The nuclei features extracted from 92 slides (sets A and B) were divided into two parts: set A (n = 13821 nuclei objects from 67 slides) to train statistical models to distinguish between three nuclei classes (lymphocyte, malignant epithelial, and benign epithelial) and set B (n = 7958 nuclei objects from 25 slides) to check generalization performances of statistical models learned from set A. We trained a cascaded classifier from set A to first distinguish lymphocyte from epithelial figures (L vs. BM, n = 2260 lymphocyte, and n = 11561 epithelial figures) and then to separate epithelial figures into benign versus malignant figures (B vs. M, n = 3157 benign, and n = 8404 malignant figures). A five-fold cross-validation scheme was used for both cascades to train SVM classifiers with non-linear radial basis function (RBF) kernels. We used the SVM implementation present in the libsvm (60) library. In each fold, the optimum hyperplane parameters were found by testing different possible combinations of the classifier’s trade-off parameter (C) and kernel width (γ) in order to maximize the accuracy of classification. A final model for each classifier cascade was then generated by considering the whole set A (for each cascade) and combining the hyperplane parameters corresponding to the best classification performance by taking the median of the five parameters (corresponding to fivefolds). The overall trained model generated for each cascade was then used to validate the classification performance on nuclei objects present in the independent and unseen set B. Stromal nuclei were eliminated from the segmented figures both for tumor cellularity assessment and nuclei figure classification by removing the objects with the ratio of major to minor axes equal or >3.

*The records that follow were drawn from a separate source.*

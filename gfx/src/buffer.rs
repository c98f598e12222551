use glam::{IVec2, ivec2};

use crate::{Rect, Rgba};

/// Owned two-dimensional pixel buffer.
pub struct Buffer<P> {
    width: u32,
    height: u32,
    data: Vec<P>,
}

impl<P> AsRef<[P]> for Buffer<P> {
    fn as_ref(&self) -> &[P] {
        &self.data
    }
}

impl<P> AsMut<[P]> for Buffer<P> {
    fn as_mut(&mut self) -> &mut [P] {
        &mut self.data
    }
}

impl<P: Copy + Default> Buffer<P> {
    pub fn new(width: u32, height: u32) -> Self {
        Buffer {
            width,
            height,
            data: vec![Default::default(); (width * height) as usize],
        }
    }

    pub fn from_fn(width: u32, height: u32, f: impl Fn(i32, i32) -> P) -> Self {
        let data = (0..(width * height) as usize)
            .map(|i| f(i as i32 % width as i32, i as i32 / width as i32))
            .collect();
        Buffer {
            width,
            height,
            data,
        }
    }

    pub fn fill(&mut self, p: P) {
        self.data.fill(p);
    }
}

impl<P> Buffer<P> {
    pub fn data(&self) -> &[P] {
        &self.data
    }

    pub fn data_mut(&mut self) -> &mut [P] {
        &mut self.data
    }

    pub fn dim(&self) -> IVec2 {
        ivec2(self.width as i32, self.height as i32)
    }

    pub fn width(&self) -> i32 {
        self.width as i32
    }

    pub fn height(&self) -> i32 {
        self.height as i32
    }

    pub fn area(&self) -> Rect {
        Rect::sized(self.dim())
    }
}

impl<P: Copy> Buffer<P> {
    pub fn get(&self, pos: impl Into<IVec2>) -> P {
        let pos = pos.into();
        assert!(self.area().contains(pos));
        self.data[(pos.y * self.width()) as usize + pos.x as usize]
    }

    /// Copy a rectangular block of `src` into this buffer, with the
    /// block's corner landing on `dst`. Both the source and the
    /// destination rectangle must be in bounds.
    pub fn copy_from(
        &mut self,
        src: &Buffer<P>,
        src_rect: Rect,
        dst: impl Into<IVec2>,
    ) {
        let dst = dst.into();
        assert!(src.area().contains_rect(&src_rect));
        assert!(
            self.area()
                .contains_rect(&(Rect::sized(src_rect.dim()) + dst))
        );

        let w = src_rect.width() as usize;
        for y in 0..src_rect.height() {
            let s = ((src_rect.min().y + y) * src.width() + src_rect.min().x)
                as usize;
            let d = ((dst.y + y) * self.width() + dst.x) as usize;
            self.data_mut()[d..d + w]
                .copy_from_slice(&src.data()[s..s + w]);
        }
    }
}

impl Buffer<Rgba> {
    /// Decode an indexed-palette image, one byte per pixel with the
    /// palette entry in the low 4 bits. Every byte value decodes, the
    /// high bits are ignored.
    pub fn from_indexed(
        width: u32,
        height: u32,
        bytes: &[u8],
        palette: &[Rgba; 16],
    ) -> Self {
        let n = (width * height) as usize;
        assert!(bytes.len() >= n);
        Buffer {
            width,
            height,
            data: bytes[..n]
                .iter()
                .map(|&i| palette[(i & 0xf) as usize])
                .collect(),
        }
    }

    /// Reinterpret raw r, g, b, a bytes as a pixel buffer.
    pub fn from_rgba_bytes(width: u32, height: u32, bytes: &[u8]) -> Self {
        let n = (width * height) as usize * 4;
        assert!(bytes.len() >= n);
        Buffer {
            width,
            height,
            data: bytemuck::cast_slice(&bytes[..n]).to_vec(),
        }
    }

    /// The buffer's pixels as raw bytes, ready to be dumped in a file.
    pub fn as_bytes(&self) -> &[u8] {
        bytemuck::cast_slice(&self.data)
    }
}

#[cfg(test)]
mod tests {
    use super::*;
    use crate::CGA_PALETTE;

    #[test]
    fn block_copy() {
        let src = Buffer::from_fn(4, 4, |x, y| (x + y * 4) as u8);
        let mut dst: Buffer<u8> = Buffer::new(4, 4);

        dst.copy_from(&src, Rect::new([1, 1], [3, 3]), [0, 2]);
        assert_eq!(dst.get([0, 2]), 5);
        assert_eq!(dst.get([1, 2]), 6);
        assert_eq!(dst.get([0, 3]), 9);
        assert_eq!(dst.get([1, 3]), 10);
        // Pixels outside the block keep their value.
        assert_eq!(dst.get([2, 2]), 0);
        assert_eq!(dst.get([0, 0]), 0);
    }

    #[test]
    #[should_panic]
    fn block_copy_out_of_bounds() {
        let src: Buffer<u8> = Buffer::new(4, 4);
        let mut dst: Buffer<u8> = Buffer::new(4, 4);
        dst.copy_from(&src, Rect::sized([4, 4]), [1, 0]);
    }

    #[test]
    fn indexed_decode_roundtrip() {
        // Decoding then re-quantizing against the palette must
        // reproduce the original indices exactly.
        let bytes: Vec<u8> = (0u16..256).map(|i| i as u8).collect();
        let buf = Buffer::from_indexed(16, 16, &bytes, &CGA_PALETTE);

        for (i, p) in buf.data().iter().enumerate() {
            let index = CGA_PALETTE
                .iter()
                .position(|c| c == p)
                .expect("decoded pixel not in palette");
            assert_eq!(index, (bytes[i] & 0xf) as usize);
        }
    }

    #[test]
    fn byte_views() {
        let buf = Buffer::from_indexed(2, 1, &[1, 0], &CGA_PALETTE);
        assert_eq!(
            buf.as_bytes(),
            &[0x00, 0x00, 0xaa, 0xff, 0x00, 0x00, 0x00, 0xff]
        );

        let back = Buffer::from_rgba_bytes(2, 1, buf.as_bytes());
        assert_eq!(back.get([0, 0]), CGA_PALETTE[1]);
        assert_eq!(back.get([1, 0]), CGA_PALETTE[0]);
    }
}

Residual Cancer Cellularity Assessment
Once statistical models were trained to classify nuclei figures to any of lymphocyte, normal, and malignant epithelial classes, they were used to assess the cellularity of image patches in set C. In order to reduce the false-positive and false-negative detection rates on images in set C, a k-nearest neighbor approach (with k = 8) was used to correct nuclei labels that were mostly surrounded by one class of nuclei. Using this post-processing approach, about 2% improvement in the performance accuracies was observed from the images in set B.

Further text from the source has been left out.